Task item: The answer should be one number, the count of lines in the data with "GraphConfig".

*** Opening Data for the task ***

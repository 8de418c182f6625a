//! Several countries overlaid on a "days since the nth case" axis.

use crate::chart::Chart;
use crate::since_threshold::{days_since_label, threshold_count};
use crate::utils::PALETTE;
use crate::{AxisScale, DataPoint, DataSet, GraphConfig, GraphRenderer, LineChartRenderer, XAxis};
use chrono::{Local, NaiveDate};
use covtrend_common::{CaseType, CovError, Geography, Result};
use covtrend_data::{since_threshold, Dataset, SinceSeries};
use tracing::warn;

/// A compared country and its palette slot.
#[derive(Debug, Clone)]
struct ComparedCountry {
    color: &'static str,
    series: SinceSeries,
}

/// Comparison chart for up to ten countries, colored in configured order.
///
/// Countries that are missing from the data or never reach the threshold
/// are left out with a warning; their palette slot stays unused. With no
/// country left the chart has empty axes.
#[derive(Debug, Clone)]
pub struct ComparisonGraph {
    case_type: CaseType,
    threshold: u64,
    as_of: NaiveDate,
    countries: Vec<ComparedCountry>,
}

impl ComparisonGraph {
    pub fn from_dataset(
        dataset: &Dataset,
        case_type: CaseType,
        threshold: u64,
        countries: &[String],
    ) -> Result<Self> {
        if countries.len() > PALETTE.len() {
            return Err(CovError::validation_field(
                format!("at most {} countries can be compared", PALETTE.len()),
                "comparison_countries",
            ));
        }

        let count = threshold_count(threshold)?;
        let table = dataset.get(case_type)?;
        let mut compared = Vec::with_capacity(countries.len());
        for (country, color) in countries.iter().zip(PALETTE) {
            let geography = Geography::country(country.as_str());
            match since_threshold(&table, count, &geography) {
                Ok(Some(series)) => compared.push(ComparedCountry { color, series }),
                Ok(None) => warn!(
                    "{} never reached {} {} cases; leaving it out",
                    country, threshold, case_type
                ),
                Err(err) if err.is_not_found() => {
                    warn!("{} is not in the {} data; leaving it out", country, case_type)
                }
                Err(err) => return Err(err),
            }
        }

        Ok(Self {
            case_type,
            threshold,
            as_of: Local::now().date_naive(),
            countries: compared,
        })
    }

    /// Date shown in the title; today unless overridden.
    pub fn with_as_of(mut self, as_of: NaiveDate) -> Self {
        self.as_of = as_of;
        self
    }

    /// Names of the countries that made it onto the chart.
    pub fn countries(&self) -> Vec<&str> {
        self.countries
            .iter()
            .map(|c| c.series.geography.country.as_str())
            .collect()
    }
}

impl Chart for ComparisonGraph {
    fn file_stem(&self) -> String {
        format!("compare_first_{}", self.case_type)
    }

    fn graph_config(&self) -> GraphConfig {
        GraphConfig {
            title: format!("As of {}", self.as_of.format("%Y-%m-%d")),
            x_label: Some(days_since_label(self.threshold, self.case_type)),
            y_label: Some(format!("Number of {} cases", self.case_type)),
            y_scale: AxisScale::Log,
            x_axis: XAxis::Index,
            ..GraphConfig::default()
        }
    }

    fn datasets(&self) -> Vec<DataSet> {
        self.countries
            .iter()
            .map(|compared| {
                let country = compared.series.geography.country.as_str();
                let points = compared
                    .series
                    .points
                    .iter()
                    .map(|p| DataPoint::new(f64::from(p.day), p.value as f64))
                    .collect();
                DataSet::new(country, points)
                    .with_color(compared.color)
                    .with_annotation(country)
            })
            .collect()
    }

    fn renderer(&self) -> Box<dyn GraphRenderer> {
        Box::new(LineChartRenderer::new().allow_empty(true))
    }
}

#[cfg(test)]
mod tests {
    use super::*;
    use crate::test_support::fixture_dataset;

    fn names(countries: &[&str]) -> Vec<String> {
        countries.iter().map(|c| c.to_string()).collect()
    }

    #[test]
    fn test_skips_countries_below_threshold_and_keeps_palette_order() {
        let dataset = fixture_dataset();
        let graph = ComparisonGraph::from_dataset(
            &dataset,
            CaseType::Confirmed,
            100,
            &names(&["Slovakia", "Italy", "Atlantis", "Korea, South"]),
        )
        .unwrap();

        assert_eq!(graph.countries(), vec!["Italy", "Korea, South"]);

        let datasets = graph.datasets();
        assert_eq!(datasets[0].color.as_deref(), Some(PALETTE[1]));
        assert_eq!(datasets[1].color.as_deref(), Some(PALETTE[3]));
        assert_eq!(datasets[1].annotation.as_deref(), Some("Korea, South"));
        assert_eq!(datasets[1].data[0], DataPoint::new(0.0, 130.0));
    }

    #[test]
    fn test_labels_and_title() {
        let dataset = fixture_dataset();
        let graph =
            ComparisonGraph::from_dataset(&dataset, CaseType::Deaths, 25, &names(&["Italy"]))
                .unwrap()
            .with_as_of(NaiveDate::from_ymd_opt(2020, 4, 1).unwrap());

        let config = graph.graph_config();
        assert_eq!(config.title, "As of 2020-04-01");
        assert_eq!(config.y_label.as_deref(), Some("Number of death cases"));
        assert_eq!(config.x_label.as_deref(), Some("Days since 25th death case"));
        assert_eq!(graph.file_stem(), "compare_first_death");
    }

    #[test]
    fn test_oversized_threshold_is_rejected() {
        let dataset = fixture_dataset();
        let err =
            ComparisonGraph::from_dataset(&dataset, CaseType::Deaths, u64::MAX, &names(&["Italy"]))
                .unwrap_err();
        assert!(matches!(err, CovError::Validation { .. }));
    }

    #[test]
    fn test_too_many_countries() {
        let dataset = fixture_dataset();
        let countries: Vec<String> = (0..11).map(|i| format!("C{i}")).collect();
        let err = ComparisonGraph::from_dataset(&dataset, CaseType::Confirmed, 1, &countries)
            .unwrap_err();
        assert!(matches!(err, CovError::Validation { .. }));
    }
}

*** Closing Data for the task ***

Solution below: 4